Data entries
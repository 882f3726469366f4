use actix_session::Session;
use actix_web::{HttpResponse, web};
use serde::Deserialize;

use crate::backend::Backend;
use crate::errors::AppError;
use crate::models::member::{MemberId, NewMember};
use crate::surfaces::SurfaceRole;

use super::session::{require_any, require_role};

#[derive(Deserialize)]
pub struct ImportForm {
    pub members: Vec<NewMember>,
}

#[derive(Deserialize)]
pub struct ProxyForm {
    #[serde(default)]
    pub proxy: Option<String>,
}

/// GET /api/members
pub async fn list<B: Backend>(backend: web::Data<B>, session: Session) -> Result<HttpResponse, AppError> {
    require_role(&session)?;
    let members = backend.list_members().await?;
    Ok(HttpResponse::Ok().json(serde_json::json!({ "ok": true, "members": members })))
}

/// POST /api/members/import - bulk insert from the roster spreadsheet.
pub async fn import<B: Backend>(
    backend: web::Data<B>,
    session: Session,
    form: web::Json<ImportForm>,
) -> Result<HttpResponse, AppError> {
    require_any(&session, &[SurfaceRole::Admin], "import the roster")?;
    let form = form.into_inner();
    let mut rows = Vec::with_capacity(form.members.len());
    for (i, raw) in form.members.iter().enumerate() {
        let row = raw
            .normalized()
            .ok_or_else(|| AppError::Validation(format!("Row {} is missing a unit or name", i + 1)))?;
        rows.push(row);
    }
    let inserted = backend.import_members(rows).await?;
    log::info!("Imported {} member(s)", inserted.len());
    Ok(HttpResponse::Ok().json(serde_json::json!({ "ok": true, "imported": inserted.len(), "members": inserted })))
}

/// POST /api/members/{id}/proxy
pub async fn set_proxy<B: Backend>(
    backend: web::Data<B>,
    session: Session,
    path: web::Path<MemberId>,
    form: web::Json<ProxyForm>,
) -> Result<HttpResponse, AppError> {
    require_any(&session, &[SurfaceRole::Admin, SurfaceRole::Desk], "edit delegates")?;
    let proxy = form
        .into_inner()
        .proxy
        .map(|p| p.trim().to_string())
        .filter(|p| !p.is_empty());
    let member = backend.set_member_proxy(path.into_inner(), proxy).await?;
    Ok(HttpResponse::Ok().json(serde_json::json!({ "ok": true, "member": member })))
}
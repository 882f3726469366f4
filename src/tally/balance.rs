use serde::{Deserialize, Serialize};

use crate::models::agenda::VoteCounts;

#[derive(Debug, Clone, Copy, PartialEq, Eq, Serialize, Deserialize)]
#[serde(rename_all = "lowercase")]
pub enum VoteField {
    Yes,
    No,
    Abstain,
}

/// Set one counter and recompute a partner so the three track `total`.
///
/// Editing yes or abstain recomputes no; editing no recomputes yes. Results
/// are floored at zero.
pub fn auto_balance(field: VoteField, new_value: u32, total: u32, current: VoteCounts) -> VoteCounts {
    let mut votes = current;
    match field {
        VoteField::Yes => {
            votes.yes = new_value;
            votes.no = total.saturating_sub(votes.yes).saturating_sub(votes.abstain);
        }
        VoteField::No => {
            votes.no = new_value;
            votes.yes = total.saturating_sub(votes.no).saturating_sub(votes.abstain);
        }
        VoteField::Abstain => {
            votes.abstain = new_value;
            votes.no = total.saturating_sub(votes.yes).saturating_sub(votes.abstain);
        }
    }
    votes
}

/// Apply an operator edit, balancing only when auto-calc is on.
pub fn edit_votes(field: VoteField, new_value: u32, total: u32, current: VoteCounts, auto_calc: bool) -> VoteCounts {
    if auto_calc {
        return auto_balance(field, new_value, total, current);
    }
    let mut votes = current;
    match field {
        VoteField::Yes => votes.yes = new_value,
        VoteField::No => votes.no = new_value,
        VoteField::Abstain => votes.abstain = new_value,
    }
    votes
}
--
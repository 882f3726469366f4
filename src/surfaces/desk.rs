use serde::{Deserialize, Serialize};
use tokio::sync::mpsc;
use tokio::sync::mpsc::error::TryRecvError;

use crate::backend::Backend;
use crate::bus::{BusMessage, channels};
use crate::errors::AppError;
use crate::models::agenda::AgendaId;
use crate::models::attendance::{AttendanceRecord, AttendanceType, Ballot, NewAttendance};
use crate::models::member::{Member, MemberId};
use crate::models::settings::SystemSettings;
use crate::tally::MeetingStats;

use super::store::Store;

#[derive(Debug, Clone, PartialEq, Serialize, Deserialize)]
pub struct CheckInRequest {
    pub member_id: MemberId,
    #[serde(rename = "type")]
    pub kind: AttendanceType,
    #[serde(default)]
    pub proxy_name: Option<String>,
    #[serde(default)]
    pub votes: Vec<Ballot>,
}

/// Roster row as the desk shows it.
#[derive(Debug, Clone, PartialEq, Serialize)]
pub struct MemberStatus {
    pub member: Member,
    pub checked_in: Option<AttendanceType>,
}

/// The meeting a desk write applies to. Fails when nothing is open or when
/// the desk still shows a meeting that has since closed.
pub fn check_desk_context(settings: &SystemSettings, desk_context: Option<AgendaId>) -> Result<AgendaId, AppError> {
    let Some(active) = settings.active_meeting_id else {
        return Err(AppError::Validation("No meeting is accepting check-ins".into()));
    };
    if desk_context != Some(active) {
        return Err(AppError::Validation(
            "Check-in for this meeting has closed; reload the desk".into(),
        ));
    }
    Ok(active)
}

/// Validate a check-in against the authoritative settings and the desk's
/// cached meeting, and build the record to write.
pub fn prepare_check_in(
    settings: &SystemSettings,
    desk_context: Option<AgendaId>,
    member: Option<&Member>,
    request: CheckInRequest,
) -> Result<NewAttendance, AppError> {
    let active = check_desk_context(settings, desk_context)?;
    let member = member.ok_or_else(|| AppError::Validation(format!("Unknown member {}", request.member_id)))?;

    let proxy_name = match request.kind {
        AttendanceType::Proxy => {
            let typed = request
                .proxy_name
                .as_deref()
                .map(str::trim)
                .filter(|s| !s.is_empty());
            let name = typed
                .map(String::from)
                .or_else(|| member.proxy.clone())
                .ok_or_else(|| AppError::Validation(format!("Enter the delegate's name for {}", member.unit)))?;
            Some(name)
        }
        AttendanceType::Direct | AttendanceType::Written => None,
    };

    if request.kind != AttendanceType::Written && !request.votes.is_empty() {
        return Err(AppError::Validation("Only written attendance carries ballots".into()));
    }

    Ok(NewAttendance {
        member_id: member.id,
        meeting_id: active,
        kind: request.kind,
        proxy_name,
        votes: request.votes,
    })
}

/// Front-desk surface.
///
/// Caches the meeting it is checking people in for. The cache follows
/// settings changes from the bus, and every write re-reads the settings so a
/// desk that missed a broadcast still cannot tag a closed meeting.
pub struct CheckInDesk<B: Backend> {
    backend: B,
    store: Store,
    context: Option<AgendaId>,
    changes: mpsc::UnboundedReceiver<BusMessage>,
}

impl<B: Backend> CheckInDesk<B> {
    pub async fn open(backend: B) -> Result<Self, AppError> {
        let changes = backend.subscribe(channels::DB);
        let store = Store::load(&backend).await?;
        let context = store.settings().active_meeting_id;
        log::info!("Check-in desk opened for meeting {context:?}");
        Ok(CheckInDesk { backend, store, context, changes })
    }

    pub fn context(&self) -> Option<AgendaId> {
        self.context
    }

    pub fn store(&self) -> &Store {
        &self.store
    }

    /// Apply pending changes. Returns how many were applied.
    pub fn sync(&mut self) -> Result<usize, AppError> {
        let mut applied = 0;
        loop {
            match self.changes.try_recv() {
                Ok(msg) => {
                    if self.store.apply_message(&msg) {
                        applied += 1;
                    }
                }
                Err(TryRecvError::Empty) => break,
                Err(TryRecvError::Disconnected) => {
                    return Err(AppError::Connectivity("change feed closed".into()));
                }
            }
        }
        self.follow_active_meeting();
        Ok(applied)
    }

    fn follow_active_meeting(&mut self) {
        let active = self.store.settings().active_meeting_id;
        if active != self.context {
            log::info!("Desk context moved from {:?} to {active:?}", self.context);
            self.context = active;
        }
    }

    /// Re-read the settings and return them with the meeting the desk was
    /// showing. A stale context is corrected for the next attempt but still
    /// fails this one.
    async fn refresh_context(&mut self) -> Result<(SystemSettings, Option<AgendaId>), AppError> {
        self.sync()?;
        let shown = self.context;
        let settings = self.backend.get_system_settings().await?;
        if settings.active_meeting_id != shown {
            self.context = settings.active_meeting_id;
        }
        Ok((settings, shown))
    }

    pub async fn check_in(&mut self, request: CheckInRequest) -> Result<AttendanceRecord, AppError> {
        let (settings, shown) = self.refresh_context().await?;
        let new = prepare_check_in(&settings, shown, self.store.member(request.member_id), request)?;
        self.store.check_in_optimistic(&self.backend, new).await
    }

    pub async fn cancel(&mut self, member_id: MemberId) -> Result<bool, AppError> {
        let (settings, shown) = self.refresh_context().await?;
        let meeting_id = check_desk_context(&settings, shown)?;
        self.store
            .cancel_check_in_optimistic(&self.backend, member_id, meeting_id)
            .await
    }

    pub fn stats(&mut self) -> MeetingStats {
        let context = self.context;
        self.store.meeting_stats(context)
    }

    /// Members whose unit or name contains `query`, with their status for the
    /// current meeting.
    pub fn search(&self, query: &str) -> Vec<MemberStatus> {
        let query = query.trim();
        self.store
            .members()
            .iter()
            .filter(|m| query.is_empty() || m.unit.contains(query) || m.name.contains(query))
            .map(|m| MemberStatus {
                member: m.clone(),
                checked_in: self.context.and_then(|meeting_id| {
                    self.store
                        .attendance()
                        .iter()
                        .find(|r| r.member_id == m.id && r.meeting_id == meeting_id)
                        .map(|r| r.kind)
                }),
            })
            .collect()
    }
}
...
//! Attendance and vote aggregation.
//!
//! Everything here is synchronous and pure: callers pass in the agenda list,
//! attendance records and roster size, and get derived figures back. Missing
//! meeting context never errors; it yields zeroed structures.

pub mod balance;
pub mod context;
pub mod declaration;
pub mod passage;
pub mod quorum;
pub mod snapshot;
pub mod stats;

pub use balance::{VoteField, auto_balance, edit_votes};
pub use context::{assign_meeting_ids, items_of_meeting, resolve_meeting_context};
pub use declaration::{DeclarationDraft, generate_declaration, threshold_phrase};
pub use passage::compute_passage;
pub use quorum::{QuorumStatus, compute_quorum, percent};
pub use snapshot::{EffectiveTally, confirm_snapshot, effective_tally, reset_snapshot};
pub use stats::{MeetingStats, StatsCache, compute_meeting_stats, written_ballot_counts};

- **Task directions**
All lines carrying the word "bool" must be copied from the data above.

- **Answer to the problem**
pub fn edit_votes(field: VoteField, new_value: u32, total: u32, current: VoteCounts, auto_calc: bool) -> VoteCounts {
    pub async fn cancel(&mut self, member_id: MemberId) -> Result<bool, AppError> {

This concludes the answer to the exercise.